Вивчено надання медичної допомоги 888 жінкам з апоплексією яєчника з 2012 по 2020 рр.
Залежно від об’єму гемоперитонеума пацієнтки були розділені на три групи: І група – 480 (54,0 %)
пацієнток, у яких об’єм гемоперитонеума не перевищував 200 мл; ІІ група – 283 (31,8 %) жінки
із внутрішньочеревною кровотечею об’ємом від 200 до 500 мл; ІІІ група – 125 (14,1 %) пацієнток з об’ємом гемоперитонеума більше 500 мл. Група І складалася з жінок, яким проводили консервативне лікування апоплексії яєчника, і пацієнток, у яких головним лікувально-діагностичним
заходом була лапароскопія. Аналіз даних трансвагінальної ехографії дає можливість з високим
ступенем точності кількісно визначити об’єм інтраабдомінальної кровотечі. Лапароскопія є «золотим стандартом» у діагностиці та лікуванні апоплексії яєчника.
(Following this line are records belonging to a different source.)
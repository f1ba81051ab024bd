//! Cluster, task definition, security group and Fargate service

use super::Synthesizer;
use crate::error::Result;
use crate::intrinsic::{fn_get_att, fn_ref};
use crate::template::Resource;
use serde_json::{Value, json};

impl Synthesizer<'_> {
    pub(super) fn synth_compute(&mut self) -> Result<()> {
        let stack = self.stack;
        let service = &stack.service;
        let port = service.port;

        let cluster = self.emit(
            &self.root.child(&service.cluster).child("Resource"),
            Resource::new("AWS::ECS::Cluster"),
        )?;

        // Task definition and the role its containers run as
        let task_path = self.root.child(&service.task);
        let task_role = self.emit(
            &task_path.child("TaskRole").child("Resource"),
            Resource::new("AWS::IAM::Role").with_properties(json!({
                "AssumeRolePolicyDocument": {
                    "Statement": [{
                        "Action": "sts:AssumeRole",
                        "Effect": "Allow",
                        "Principal": { "Service": "ecs-tasks.amazonaws.com" },
                    }],
                    "Version": "2012-10-17",
                },
            })),
        )?;

        let containers: Vec<Value> = service
            .containers
            .iter()
            .enumerate()
            .map(|(index, container)| {
                let mut definition = json!({
                    "Essential": true,
                    "Image": container.image,
                    "Memory": container.memory_mib,
                    "Name": container.name,
                });
                // Only the primary container is wired to the load balancers
                if index == 0 {
                    let mapping = service.port_mapping();
                    definition["PortMappings"] = json!([{
                        "ContainerPort": mapping.container_port,
                        "HostPort": mapping.host_port,
                        "Protocol": "tcp",
                    }]);
                }
                definition
            })
            .collect();

        let task_definition = self.emit(
            &task_path.child("Resource"),
            Resource::new("AWS::ECS::TaskDefinition").with_properties(json!({
                "ContainerDefinitions": containers,
                "Cpu": service.cpu.to_string(),
                "Family": format!("{}{}", stack.id, service.task),
                "Memory": service.task_memory_mib().to_string(),
                "NetworkMode": "awsvpc",
                "RequiresCompatibilities": ["FARGATE"],
                "TaskRoleArn": fn_get_att(&task_role, "Arn"),
            })),
        )?;

        let sg_path = self.root.child(&service.security_group);
        let security_group = self.emit(
            &sg_path.child("Resource"),
            Resource::new("AWS::EC2::SecurityGroup").with_properties(json!({
                "GroupDescription": sg_path.full(),
                "SecurityGroupEgress": [{
                    "CidrIp": "0.0.0.0/0",
                    "Description": "Allow all outbound traffic by default",
                    "IpProtocol": "-1",
                }],
                "SecurityGroupIngress": [{
                    "CidrIp": service.ingress_cidr,
                    "Description": format!("from {}:{}", service.ingress_cidr, port),
                    "FromPort": port,
                    "IpProtocol": "tcp",
                    "ToPort": port,
                }],
                "VpcId": fn_ref(&self.network.vpc),
            })),
        )?;

        // Attach the primary container to every target group
        let primary = service
            .primary_container()
            .map(|c| c.name.clone())
            .unwrap_or_default();
        let mut attachments = Vec::new();
        let mut listeners = Vec::new();
        for lb in &stack.load_balancers {
            if let Some(ids) = self.balancers.get(&lb.name) {
                attachments.push(json!({
                    "ContainerName": primary,
                    "ContainerPort": port,
                    "TargetGroupArn": fn_ref(&ids.target_group),
                }));
                listeners.push(ids.listener.clone());
            }
        }

        let subnets: Vec<Value> = self
            .network
            .subnets_of(service.subnets)
            .into_iter()
            .map(fn_ref)
            .collect();

        let assign_public_ip = if service.assign_public_ip {
            "ENABLED"
        } else {
            "DISABLED"
        };

        let mut resource = Resource::new("AWS::ECS::Service").with_properties(json!({
            "Cluster": fn_ref(&cluster),
            "DeploymentConfiguration": {
                "MaximumPercent": 200,
                "MinimumHealthyPercent": 50,
            },
            "DesiredCount": service.desired_count,
            "EnableECSManagedTags": false,
            "LaunchType": "FARGATE",
            "LoadBalancers": attachments,
            "NetworkConfiguration": {
                "AwsvpcConfiguration": {
                    "AssignPublicIp": assign_public_ip,
                    "SecurityGroups": [fn_get_att(&security_group, "GroupId")],
                    "Subnets": subnets,
                },
            },
            "TaskDefinition": fn_ref(&task_definition),
        }));
        // Target groups only accept registrations once a listener uses them
        for listener in listeners {
            resource = resource.depends_on(listener);
        }
        self.emit(&self.root.child(&service.name).child("Service"), resource)?;

        Ok(())
    }
}
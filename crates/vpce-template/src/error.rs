//! Template synthesis error types

use std::path::PathBuf;
use thiserror::Error;

/// Synthesis and assembly errors
#[derive(Error, Debug)]
pub enum TemplateError {
    #[error(transparent)]
    Stack(#[from] vpce_core::StackError),

    #[error("Duplicate logical id: {0}")]
    DuplicateLogicalId(String),

    #[error("Assembly error: {path}\nreason: {message}")]
    Assembly { path: PathBuf, message: String },

    #[error("IO error: {0}")]
    Io(#[from] std::io::Error),

    #[error("JSON error: {0}")]
    Json(#[from] serde_json::Error),

    #[error("YAML error: {0}")]
    Yaml(#[from] serde_yaml::Error),
}

pub type Result<T> = std::result::Result<T, TemplateError>;
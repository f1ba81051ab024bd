pub mod diff;
pub mod init;
pub mod outputs;
pub mod synth;
pub mod validate;
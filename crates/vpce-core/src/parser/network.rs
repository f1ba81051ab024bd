//! vpc node

use super::{field_arg, int_value, required_name, string_prop, string_value};
use crate::error::{Result, StackError};
use crate::model::{Ipv4Cidr, NetworkSpec, SubnetGroupSpec, SubnetType};
use kdl::KdlNode;

/// Apply a `vpc` node onto the network definition
pub fn parse_vpc(node: &KdlNode, network: &mut NetworkSpec) -> Result<()> {
    network.name = required_name(node, "vpc")?;

    let Some(children) = node.children() else {
        return Ok(());
    };

    let mut groups: Vec<SubnetGroupSpec> = Vec::new();
    for child in children.nodes() {
        match child.name().value() {
            "cidr" => {
                let raw = string_value(field_arg(child)?, "cidr")?;
                network.cidr = raw.parse::<Ipv4Cidr>()?;
            }
            "max-azs" | "max_azs" => {
                network.max_azs = int_value(field_arg(child)?, "max-azs")?;
            }
            "nat-gateways" | "nat_gateways" => {
                network.nat_gateways = int_value(field_arg(child)?, "nat-gateways")?;
            }
            "subnet" => {
                groups.push(parse_subnet_group(child)?);
            }
            _ => {}
        }
    }

    if network.max_azs == 0 {
        return Err(StackError::InvalidConfig(
            "max-azs must be at least 1".to_string(),
        ));
    }

    // Declared subnet groups replace the default layout
    if !groups.is_empty() {
        network.subnet_groups = groups;
    }

    Ok(())
}

/// subnet "Name" type="private" cidr-mask=24
fn parse_subnet_group(node: &KdlNode) -> Result<SubnetGroupSpec> {
    let name = required_name(node, "subnet")?;
    let subnet_type = match string_prop(node, "type") {
        Some(raw) => SubnetType::parse(raw)?,
        None => SubnetType::default(),
    };
    let cidr_mask = match super::prop(node, "cidr-mask").or_else(|| super::prop(node, "cidr_mask"))
    {
        Some(value) => int_value(value, "cidr-mask")?,
        None => 24,
    };
    if cidr_mask > 32 {
        return Err(StackError::InvalidConfig(format!(
            "subnet '{}': cidr-mask /{} is not an IPv4 prefix",
            name, cidr_mask
        )));
    }

    Ok(SubnetGroupSpec::new(name, subnet_type, cidr_mask))
}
The aim. Analysis of rendering the medical aid to women with apoplexy of the ovary, determination of the basic clinical, laboratory and ultrasonic criteria, which influence the choice of therapeutic management, the evaluation of the immediate and long-term results of treatment of ovarian hemorrhages.
Materials and methods. There was studied medical aid to 888 women with apoplexy of the ovary
from 2012 to 2020. Depending on the volume of hemoperitoneum patients were divided into three
groups: І group – 480 (54.0%) patients whose volume of hemoperitoneum did not exceed 200 ml;
ІІ group – 283 (31.8%) women with intraperitoneal hemorrhage with volume from 200 to 500 ml;
ІІІ group – 125 (14.1%) patients with a volume of hemoperitoneum of more than 500 ml. The group І
consisted of ІC group – 270 (30.4%) women who were given conservative treatment of apoplexy of
the ovary (AO), and ІL group – 210 (23.6%) patients whose main diagnostic and treatment measure
was laparoscopic intervention.
Results of the study. The average age of the patients was (28.3±5.2) years. The pelvic pain was
the leading clinical symptom in all patients. According to the data of the transvaginal US made in the
saggital plane, a linear dependence was observed between the level of free liquid and the volume of
hemoperitoneum (r=0.63, p<0.05). In 792 (89.2%) patients the diagnosis of apoplexy of the ovary and
intraperitoneal hemorrhage was made to surgical intervention – on the basis of clinical picture and
US data. In the remaining cases – 92 (10.4%) diagnostic laparoscopy was required for confirming
the diagnosis. The average volume of hemoperitoneum discovered in patients with ovarian apoplexy,
in absence of the adhesive process was (273.5±21.3) ml, whereas in patients with the expressed
adhesive process of the small pelvis organs it was (141.4±35.5) ml. The cause of ovarian apoplexy
was the corpus luteum or cyst of the corpus luteum in more than the half of the cases – 348 (56.3%).
Conclusions. The manifestation of the clinical symptoms in apoplexy of the ovaries depends on the
volume of intraperitoneal hemorrhage. The data analysis of transvaginal echography allows to determine quantitatively, with a high degree of accuracy the volume of intraabdominal hemorrhage and the
morphological state of the affected ovary. Laparoscopy is not only a “gold standard” in diagnosis and
treatment of ovarian apoplexy, but also contributes to the prevention of ovarian hemorrhages in future.